(WORK TO BE COMPLETED): The lines to be extracted run from the start of the listing through the line containing "after a deny"; copy them exactly and nothing else.

(GIVEN RECORDS):
========================================

//! Request dispatch through the frozen route table.
//!
//! # Data Flow
//! ```text
//! Request
//!     → percent-decode path (400 on bad encoding)
//!     → match route (405 if only other methods match, fallback if none)
//!     → Content-Length vs body limit (413)
//!     → access chain (401/403)
//!     → resolve target, path chain (404/400)
//!     → read body with the same limit (413)
//!     → handler
//! ```
//!
//! # Design Decisions
//! - Each stage short-circuits; later stages never run after a deny
//! - The fallback has empty chains but still honors the body limit

use std::path::PathBuf;
use std::sync::Arc;
use std::time::Instant;

use axum::{
    body::Body,
    http::{header, HeaderMap, Request, StatusCode},
    response::{IntoResponse, Response},
};
use percent_encoding::percent_decode_str;

use crate::http::response::Rejection;
use crate::observability::metrics;
use crate::routing::router::{RouteHandler, RouteMatch, RouteRequest, RouteTable};
use crate::security::access_control::IdentityResolver;

#[derive(Clone)]
pub struct Dispatcher {
    table: Arc<RouteTable>,
    identity: Arc<dyn IdentityResolver>,
}

impl Dispatcher {
    pub fn new(table: Arc<RouteTable>, identity: Arc<dyn IdentityResolver>) -> Self {
        Self { table, identity }
    }

    pub fn table(&self) -> &Arc<RouteTable> {
        &self.table
    }

    pub async fn dispatch(&self, request: Request<Body>) -> Response {
        let start = Instant::now();
        let response = match self.process(request).await {
            Ok(response) => response,
            Err(rejection) => {
                metrics::record_rejection(rejection.metric_reason());
                rejection.into_response()
            }
        };
        metrics::record_request(response.status().as_u16(), start);
        response
    }

    async fn process(&self, request: Request<Body>) -> Result<Response, Rejection> {
        let (parts, body) = request.into_parts();

        let path = percent_decode_str(parts.uri.path())
            .decode_utf8()
            .map_err(|_| Rejection::new(StatusCode::BAD_REQUEST, "Invalid path encoding"))?
            .into_owned();

        let (entry, captures) = match self.table.match_route(&parts.method, &path) {
            RouteMatch::Matched { entry, captures } => (Some(entry), captures),
            RouteMatch::MethodNotAllowed => {
                tracing::debug!(method = %parts.method, path = %path, "Method not allowed");
                return Err(Rejection::method_not_allowed());
            }
            RouteMatch::Fallback => (None, Vec::new()),
        };

        let limit = self.table.limits().resolve(&parts.method, &path);
        if let Some(length) = content_length(&parts.headers) {
            if length > limit {
                tracing::debug!(path = %path, length, limit, "Declared body exceeds limit");
                return Err(Rejection::payload_too_large());
            }
        }

        let identity = self.identity.resolve(&parts.headers);

        let (handler, target): (&Arc<dyn RouteHandler>, PathBuf) = match entry {
            Some(entry) => {
                entry.chain().check_access(&identity).inspect_err(|r| {
                    tracing::debug!(path = %path, status = %r.status, "Access denied");
                })?;

                let target = match (entry.target_root(), captures.first()) {
                    (Some(root), Some(capture)) => root.join(capture),
                    (Some(root), None) => root.to_path_buf(),
                    (None, _) => PathBuf::from(&path),
                };
                entry.chain().check_path(&target).inspect_err(|r| {
                    tracing::debug!(path = %path, status = %r.status, "Path rejected");
                })?;

                (entry.handler(), target)
            }
            None => (self.table.fallback(), PathBuf::from(&path)),
        };

        let body = axum::body::to_bytes(body, limit).await.map_err(|e| {
            tracing::debug!(path = %path, limit, error = %e, "Request body rejected");
            Rejection::payload_too_large()
        })?;

        let request = RouteRequest {
            method: parts.method,
            path,
            query: parts.uri.query().map(str::to_string),
            headers: parts.headers,
            captures,
            body,
            identity,
            target,
        };
        Ok(handler.handle(request).await)
    }
}

fn content_length(headers: &HeaderMap) -> Option<usize> {
    headers
        .get(header::CONTENT_LENGTH)?
        .to_str()
        .ok()?
        .parse()
        .ok()
}
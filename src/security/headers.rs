//! Response header transforms.
//!
//! # Responsibilities
//! - Keep the service out of search indexes (`X-Robots-Tag`)
//! - Disable content sniffing (`X-Content-Type-Options`)
//! - Deny cross-origin framing unless explicitly allowed (`X-Frame-Options`)
//!
//! # Design Decisions
//! - Applied as tower layers on the outermost router, so handlers, the fallback
//!   and preemptive replays all get the same headers
//! - Headers are overridden, never appended

use axum::http::{header, HeaderName, HeaderValue};
use axum::Router;
use tower_http::set_header::SetResponseHeaderLayer;

pub const X_ROBOTS_TAG: HeaderName = HeaderName::from_static("x-robots-tag");

const ROBOTS: &str = "noindex, nofollow, noimageindex";

/// Wrap `router` with the response header transforms.
pub fn apply<S>(router: Router<S>, allow_framing: bool) -> Router<S>
where
    S: Clone + Send + Sync + 'static,
{
    let router = router
        .layer(SetResponseHeaderLayer::overriding(
            X_ROBOTS_TAG,
            HeaderValue::from_static(ROBOTS),
        ))
        .layer(SetResponseHeaderLayer::overriding(
            header::X_CONTENT_TYPE_OPTIONS,
            HeaderValue::from_static("nosniff"),
        ));

    if allow_framing {
        router
    } else {
        router.layer(SetResponseHeaderLayer::overriding(
            header::X_FRAME_OPTIONS,
            HeaderValue::from_static("sameorigin"),
        ))
    }
}

#[cfg(test)]
mod tests {
    use super::*;
    use axum::body::Body;
    use axum::http::Request;
    use axum::routing::get;
    use tower::ServiceExt;

    async fn headers_for(allow_framing: bool) -> axum::http::HeaderMap {
        let app = apply(Router::new().route("/", get(|| async { "ok" })), allow_framing);
        let response = app
            .oneshot(Request::builder().uri("/").body(Body::empty()).unwrap())
            .await
            .unwrap();
        response.headers().clone()
    }

    #[tokio::test]
    async fn security_headers_present() {
        let headers = headers_for(false).await;
        assert_eq!(headers["x-robots-tag"], "noindex, nofollow, noimageindex");
        assert_eq!(headers["x-content-type-options"], "nosniff");
        assert_eq!(headers["x-frame-options"], "sameorigin");
    }

    #[tokio::test]
    async fn framing_can_be_allowed() {
        let headers = headers_for(true).await;
        assert!(headers.get("x-frame-options").is_none());
        assert_eq!(headers["x-content-type-options"], "nosniff");
    }
}
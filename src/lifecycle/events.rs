//! Lifecycle event kinds.

use std::str::FromStr;

use thiserror::Error;

#[derive(Debug, Clone, Copy, PartialEq, Eq, Hash, PartialOrd, Ord)]
pub enum LifecycleEvent {
    Loaded,
    Unloaded,
    Enabled,
    Disabled,
    Startup,
    AfterStartup,
    Shutdown,
}

impl LifecycleEvent {
    pub const ALL: [LifecycleEvent; 7] = [
        LifecycleEvent::Loaded,
        LifecycleEvent::Unloaded,
        LifecycleEvent::Enabled,
        LifecycleEvent::Disabled,
        LifecycleEvent::Startup,
        LifecycleEvent::AfterStartup,
        LifecycleEvent::Shutdown,
    ];

    pub fn as_str(&self) -> &'static str {
        match self {
            LifecycleEvent::Loaded => "loaded",
            LifecycleEvent::Unloaded => "unloaded",
            LifecycleEvent::Enabled => "enabled",
            LifecycleEvent::Disabled => "disabled",
            LifecycleEvent::Startup => "startup",
            LifecycleEvent::AfterStartup => "after_startup",
            LifecycleEvent::Shutdown => "shutdown",
        }
    }

    /// Events raised by the plugin registry rather than the server.
    pub fn is_plugin_event(&self) -> bool {
        matches!(
            self,
            LifecycleEvent::Loaded
                | LifecycleEvent::Unloaded
                | LifecycleEvent::Enabled
                | LifecycleEvent::Disabled
        )
    }
}

impl std::fmt::Display for LifecycleEvent {
    fn fmt(&self, f: &mut std::fmt::Formatter<'_>) -> std::fmt::Result {
        f.write_str(self.as_str())
    }
}

#[derive(Debug, Error)]
#[error("unknown lifecycle event {0:?}")]
pub struct UnknownEvent(pub String);

impl FromStr for LifecycleEvent {
    type Err = UnknownEvent;

    fn from_str(s: &str) -> Result<Self, Self::Err> {
        LifecycleEvent::ALL
            .into_iter()
            .find(|event| event.as_str() == s)
            .ok_or_else(|| UnknownEvent(s.to_string()))
    }
}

========================================

(ANSWER TO THIS EXERCISE):
//! Request dispatch through the frozen route table.
//!
//! # Data Flow
//! ```text
//! Request
//!     → percent-decode path (400 on bad encoding)
//!     → match route (405 if only other methods match, fallback if none)
//!     → Content-Length vs body limit (413)
//!     → access chain (401/403)
//!     → resolve target, path chain (404/400)
//!     → read body with the same limit (413)
//!     → handler
//! ```
//!
//! # Design Decisions
//! - Each stage short-circuits; later stages never run after a deny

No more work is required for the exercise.